-------- Dataset entries --------

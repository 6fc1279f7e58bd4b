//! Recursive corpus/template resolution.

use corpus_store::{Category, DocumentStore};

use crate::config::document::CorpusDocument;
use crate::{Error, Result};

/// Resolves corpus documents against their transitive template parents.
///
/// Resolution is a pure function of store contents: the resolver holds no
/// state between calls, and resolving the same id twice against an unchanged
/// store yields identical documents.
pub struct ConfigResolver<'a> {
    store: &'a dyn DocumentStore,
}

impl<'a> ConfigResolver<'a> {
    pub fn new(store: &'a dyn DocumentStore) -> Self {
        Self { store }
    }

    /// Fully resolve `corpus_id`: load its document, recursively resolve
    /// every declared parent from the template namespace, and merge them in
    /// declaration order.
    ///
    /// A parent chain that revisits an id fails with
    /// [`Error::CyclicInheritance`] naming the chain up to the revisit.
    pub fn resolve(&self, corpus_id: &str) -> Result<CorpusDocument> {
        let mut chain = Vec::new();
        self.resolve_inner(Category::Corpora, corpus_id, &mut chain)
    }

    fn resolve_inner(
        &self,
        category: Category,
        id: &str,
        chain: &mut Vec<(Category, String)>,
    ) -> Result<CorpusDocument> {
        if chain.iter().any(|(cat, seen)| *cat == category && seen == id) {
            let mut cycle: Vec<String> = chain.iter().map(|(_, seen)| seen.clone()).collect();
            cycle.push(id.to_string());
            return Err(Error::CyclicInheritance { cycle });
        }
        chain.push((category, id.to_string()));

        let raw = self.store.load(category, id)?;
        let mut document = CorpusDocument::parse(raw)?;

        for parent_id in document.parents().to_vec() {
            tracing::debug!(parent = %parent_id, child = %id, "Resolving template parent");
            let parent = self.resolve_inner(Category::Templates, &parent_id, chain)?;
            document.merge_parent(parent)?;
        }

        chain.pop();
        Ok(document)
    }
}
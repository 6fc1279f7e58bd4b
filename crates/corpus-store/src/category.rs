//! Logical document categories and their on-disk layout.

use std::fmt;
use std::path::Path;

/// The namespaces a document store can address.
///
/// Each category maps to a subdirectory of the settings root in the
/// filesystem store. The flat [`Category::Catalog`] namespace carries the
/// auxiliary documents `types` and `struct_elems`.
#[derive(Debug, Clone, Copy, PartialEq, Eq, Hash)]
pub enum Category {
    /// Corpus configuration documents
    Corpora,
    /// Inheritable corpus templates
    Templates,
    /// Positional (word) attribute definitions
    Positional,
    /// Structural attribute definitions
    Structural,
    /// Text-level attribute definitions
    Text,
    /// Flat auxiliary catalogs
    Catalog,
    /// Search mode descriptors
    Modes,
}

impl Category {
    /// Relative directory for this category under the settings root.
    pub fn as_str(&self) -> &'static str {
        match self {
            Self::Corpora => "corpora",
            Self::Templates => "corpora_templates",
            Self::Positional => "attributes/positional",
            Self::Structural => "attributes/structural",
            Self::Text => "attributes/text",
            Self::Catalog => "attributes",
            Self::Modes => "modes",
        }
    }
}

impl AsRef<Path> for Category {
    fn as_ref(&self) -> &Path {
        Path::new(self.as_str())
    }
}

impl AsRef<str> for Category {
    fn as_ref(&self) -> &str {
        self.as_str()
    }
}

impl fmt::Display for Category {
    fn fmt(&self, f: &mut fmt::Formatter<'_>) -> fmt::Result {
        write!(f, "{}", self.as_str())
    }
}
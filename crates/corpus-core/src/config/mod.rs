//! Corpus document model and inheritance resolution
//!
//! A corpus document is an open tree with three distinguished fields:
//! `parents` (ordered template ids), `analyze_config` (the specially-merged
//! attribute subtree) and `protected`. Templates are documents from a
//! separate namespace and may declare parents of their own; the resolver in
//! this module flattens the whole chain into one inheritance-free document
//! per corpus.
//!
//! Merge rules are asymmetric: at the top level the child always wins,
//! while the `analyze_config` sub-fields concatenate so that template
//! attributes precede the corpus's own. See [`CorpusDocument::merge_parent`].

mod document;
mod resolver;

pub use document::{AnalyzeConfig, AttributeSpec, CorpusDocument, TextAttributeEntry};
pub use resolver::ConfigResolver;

--------
-------- Dataset entries --------

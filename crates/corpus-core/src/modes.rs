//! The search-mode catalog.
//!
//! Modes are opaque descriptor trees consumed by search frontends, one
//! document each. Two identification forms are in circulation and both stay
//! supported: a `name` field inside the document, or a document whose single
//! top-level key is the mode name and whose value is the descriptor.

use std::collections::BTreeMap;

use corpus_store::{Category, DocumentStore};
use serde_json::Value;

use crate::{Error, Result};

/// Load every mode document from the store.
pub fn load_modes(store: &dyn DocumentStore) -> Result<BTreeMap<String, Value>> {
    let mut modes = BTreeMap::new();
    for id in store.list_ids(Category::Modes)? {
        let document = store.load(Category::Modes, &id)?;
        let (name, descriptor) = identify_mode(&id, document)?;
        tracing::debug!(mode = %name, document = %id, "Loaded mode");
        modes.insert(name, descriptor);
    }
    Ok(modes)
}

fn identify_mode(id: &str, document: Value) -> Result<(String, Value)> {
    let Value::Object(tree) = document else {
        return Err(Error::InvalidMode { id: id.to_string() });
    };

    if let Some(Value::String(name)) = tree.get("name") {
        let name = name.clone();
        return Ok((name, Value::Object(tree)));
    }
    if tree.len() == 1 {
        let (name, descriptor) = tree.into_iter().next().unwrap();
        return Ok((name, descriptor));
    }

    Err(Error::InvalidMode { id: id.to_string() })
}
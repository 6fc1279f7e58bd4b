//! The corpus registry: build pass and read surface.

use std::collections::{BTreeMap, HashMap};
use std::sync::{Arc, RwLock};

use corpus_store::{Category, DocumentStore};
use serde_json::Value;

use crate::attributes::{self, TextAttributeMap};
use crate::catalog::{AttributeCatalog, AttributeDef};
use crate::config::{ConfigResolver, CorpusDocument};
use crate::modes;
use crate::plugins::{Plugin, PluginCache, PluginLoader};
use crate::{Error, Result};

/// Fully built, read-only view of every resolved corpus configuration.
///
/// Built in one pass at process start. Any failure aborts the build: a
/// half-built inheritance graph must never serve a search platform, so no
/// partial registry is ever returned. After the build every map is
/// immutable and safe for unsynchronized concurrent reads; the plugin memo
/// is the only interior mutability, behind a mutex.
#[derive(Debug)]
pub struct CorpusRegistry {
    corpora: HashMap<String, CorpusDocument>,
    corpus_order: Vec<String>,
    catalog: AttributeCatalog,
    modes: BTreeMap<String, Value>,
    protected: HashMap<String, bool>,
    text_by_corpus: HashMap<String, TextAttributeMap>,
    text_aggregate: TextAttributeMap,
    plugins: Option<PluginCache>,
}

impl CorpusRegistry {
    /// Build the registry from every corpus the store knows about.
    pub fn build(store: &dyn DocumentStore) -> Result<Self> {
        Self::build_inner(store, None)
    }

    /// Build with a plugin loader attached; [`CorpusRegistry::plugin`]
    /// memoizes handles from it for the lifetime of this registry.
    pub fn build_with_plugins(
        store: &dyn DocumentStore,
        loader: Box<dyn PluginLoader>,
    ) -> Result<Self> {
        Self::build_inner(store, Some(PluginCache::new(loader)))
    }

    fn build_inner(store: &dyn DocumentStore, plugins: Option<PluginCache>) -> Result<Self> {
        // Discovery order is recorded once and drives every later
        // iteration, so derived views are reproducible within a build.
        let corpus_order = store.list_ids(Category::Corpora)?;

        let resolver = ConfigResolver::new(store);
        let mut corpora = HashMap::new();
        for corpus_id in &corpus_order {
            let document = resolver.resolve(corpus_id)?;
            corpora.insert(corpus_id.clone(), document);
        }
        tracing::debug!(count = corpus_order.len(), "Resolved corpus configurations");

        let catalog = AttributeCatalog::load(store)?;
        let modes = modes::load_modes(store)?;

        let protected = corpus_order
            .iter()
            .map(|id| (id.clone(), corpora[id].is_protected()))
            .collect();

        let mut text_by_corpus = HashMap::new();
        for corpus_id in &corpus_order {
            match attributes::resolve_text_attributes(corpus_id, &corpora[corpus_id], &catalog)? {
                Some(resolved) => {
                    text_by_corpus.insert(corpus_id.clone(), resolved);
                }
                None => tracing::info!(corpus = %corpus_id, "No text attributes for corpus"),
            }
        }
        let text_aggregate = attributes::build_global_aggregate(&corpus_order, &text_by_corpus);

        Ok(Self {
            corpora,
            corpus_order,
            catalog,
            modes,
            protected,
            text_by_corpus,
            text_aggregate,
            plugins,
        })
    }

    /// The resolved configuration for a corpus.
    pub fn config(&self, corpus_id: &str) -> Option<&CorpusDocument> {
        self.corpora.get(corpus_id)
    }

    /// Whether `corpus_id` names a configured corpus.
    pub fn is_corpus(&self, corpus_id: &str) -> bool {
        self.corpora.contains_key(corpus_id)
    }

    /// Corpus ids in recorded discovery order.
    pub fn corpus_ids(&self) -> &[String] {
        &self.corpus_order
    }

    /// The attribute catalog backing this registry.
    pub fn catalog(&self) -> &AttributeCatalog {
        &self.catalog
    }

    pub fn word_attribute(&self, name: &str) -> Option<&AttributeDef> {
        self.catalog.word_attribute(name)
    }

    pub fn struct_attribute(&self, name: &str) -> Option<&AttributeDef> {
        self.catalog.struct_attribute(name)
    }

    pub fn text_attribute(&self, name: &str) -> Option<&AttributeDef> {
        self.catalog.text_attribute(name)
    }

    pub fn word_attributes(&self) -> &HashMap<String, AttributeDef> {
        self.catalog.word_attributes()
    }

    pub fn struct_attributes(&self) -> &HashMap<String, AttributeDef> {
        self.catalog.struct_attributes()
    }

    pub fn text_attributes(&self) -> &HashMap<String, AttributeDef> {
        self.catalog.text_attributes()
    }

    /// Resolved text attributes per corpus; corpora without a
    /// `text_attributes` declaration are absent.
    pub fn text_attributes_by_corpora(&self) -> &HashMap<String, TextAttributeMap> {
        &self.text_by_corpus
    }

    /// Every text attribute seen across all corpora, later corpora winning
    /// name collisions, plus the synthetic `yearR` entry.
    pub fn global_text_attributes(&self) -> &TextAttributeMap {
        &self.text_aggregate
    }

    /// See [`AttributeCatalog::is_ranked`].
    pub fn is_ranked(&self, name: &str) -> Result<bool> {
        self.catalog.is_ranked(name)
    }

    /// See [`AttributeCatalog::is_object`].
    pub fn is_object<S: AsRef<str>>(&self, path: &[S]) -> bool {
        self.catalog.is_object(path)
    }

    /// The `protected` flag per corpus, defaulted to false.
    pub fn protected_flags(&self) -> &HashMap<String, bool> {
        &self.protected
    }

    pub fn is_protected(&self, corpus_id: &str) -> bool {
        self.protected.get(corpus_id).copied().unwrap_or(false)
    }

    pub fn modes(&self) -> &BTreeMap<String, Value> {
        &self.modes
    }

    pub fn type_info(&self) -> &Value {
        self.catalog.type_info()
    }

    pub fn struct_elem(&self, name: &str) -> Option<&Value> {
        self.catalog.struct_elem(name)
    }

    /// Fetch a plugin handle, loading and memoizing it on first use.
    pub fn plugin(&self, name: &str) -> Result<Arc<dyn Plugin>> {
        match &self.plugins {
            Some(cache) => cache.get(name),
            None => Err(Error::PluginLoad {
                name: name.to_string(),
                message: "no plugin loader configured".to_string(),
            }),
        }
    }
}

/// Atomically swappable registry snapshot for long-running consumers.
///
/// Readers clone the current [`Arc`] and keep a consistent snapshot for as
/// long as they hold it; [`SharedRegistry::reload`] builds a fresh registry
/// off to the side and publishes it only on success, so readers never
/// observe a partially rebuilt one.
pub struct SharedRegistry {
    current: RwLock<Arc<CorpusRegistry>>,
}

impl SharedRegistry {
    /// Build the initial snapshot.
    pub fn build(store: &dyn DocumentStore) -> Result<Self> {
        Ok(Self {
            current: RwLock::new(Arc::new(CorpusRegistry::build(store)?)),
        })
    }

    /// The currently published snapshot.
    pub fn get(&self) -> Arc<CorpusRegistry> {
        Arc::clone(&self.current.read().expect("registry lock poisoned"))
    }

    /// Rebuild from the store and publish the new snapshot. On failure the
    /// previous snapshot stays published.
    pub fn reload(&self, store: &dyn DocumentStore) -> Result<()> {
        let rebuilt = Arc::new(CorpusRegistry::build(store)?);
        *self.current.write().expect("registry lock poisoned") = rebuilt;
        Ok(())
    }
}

--------
-------- Dataset entries --------

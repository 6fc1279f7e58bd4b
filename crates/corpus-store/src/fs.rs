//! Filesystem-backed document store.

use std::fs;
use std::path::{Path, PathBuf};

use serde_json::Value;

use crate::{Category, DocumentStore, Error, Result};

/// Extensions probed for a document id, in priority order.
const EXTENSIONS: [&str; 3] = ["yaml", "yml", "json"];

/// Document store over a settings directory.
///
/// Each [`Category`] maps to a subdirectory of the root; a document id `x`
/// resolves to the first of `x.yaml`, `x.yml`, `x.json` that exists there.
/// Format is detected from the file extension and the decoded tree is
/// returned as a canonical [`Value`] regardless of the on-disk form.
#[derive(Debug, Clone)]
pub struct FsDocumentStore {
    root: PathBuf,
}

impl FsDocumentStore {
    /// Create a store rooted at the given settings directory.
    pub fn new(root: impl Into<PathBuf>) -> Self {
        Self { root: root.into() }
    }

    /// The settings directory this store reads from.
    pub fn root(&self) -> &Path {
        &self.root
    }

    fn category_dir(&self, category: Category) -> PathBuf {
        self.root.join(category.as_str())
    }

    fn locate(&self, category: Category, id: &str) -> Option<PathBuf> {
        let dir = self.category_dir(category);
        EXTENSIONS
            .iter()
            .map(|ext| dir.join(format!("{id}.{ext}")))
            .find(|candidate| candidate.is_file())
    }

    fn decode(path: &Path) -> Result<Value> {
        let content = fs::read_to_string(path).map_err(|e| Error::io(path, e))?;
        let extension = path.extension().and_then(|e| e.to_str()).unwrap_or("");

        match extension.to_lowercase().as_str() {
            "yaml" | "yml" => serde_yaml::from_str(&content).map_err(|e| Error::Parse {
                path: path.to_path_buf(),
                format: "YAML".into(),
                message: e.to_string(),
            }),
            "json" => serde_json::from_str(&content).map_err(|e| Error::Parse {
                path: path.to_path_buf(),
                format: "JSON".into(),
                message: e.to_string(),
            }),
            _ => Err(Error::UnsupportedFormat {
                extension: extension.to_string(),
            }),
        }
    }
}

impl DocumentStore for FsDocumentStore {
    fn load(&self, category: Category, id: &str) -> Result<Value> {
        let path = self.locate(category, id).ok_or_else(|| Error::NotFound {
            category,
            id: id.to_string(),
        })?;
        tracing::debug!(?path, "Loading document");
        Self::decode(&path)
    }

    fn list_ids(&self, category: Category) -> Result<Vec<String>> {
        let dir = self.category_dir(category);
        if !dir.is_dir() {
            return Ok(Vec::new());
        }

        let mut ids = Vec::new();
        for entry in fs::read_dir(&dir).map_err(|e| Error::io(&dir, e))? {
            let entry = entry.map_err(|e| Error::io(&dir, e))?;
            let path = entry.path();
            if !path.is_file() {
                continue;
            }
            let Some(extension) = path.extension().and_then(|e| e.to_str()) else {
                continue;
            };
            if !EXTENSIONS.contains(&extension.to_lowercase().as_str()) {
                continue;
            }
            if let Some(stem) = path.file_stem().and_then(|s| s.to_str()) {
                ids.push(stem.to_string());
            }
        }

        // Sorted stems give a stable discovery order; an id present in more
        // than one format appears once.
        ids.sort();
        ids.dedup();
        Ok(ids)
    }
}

--------

Task objective
Copy the records above exactly, beginning at the line that contains "fn load(&self, category: Category, id: &str)" and stopping after the line that contains "let mut ids = Vec::new();".

Reply to the task
    fn load(&self, category: Category, id: &str) -> Result<Value> {
        let path = self.locate(category, id).ok_or_else(|| Error::NotFound {
            category,
            id: id.to_string(),
        })?;
        tracing::debug!(?path, "Loading document");
        Self::decode(&path)
    }

    fn list_ids(&self, category: Category) -> Result<Vec<String>> {
        let dir = self.category_dir(category);
        if !dir.is_dir() {
            return Ok(Vec::new());
        }

        let mut ids = Vec::new();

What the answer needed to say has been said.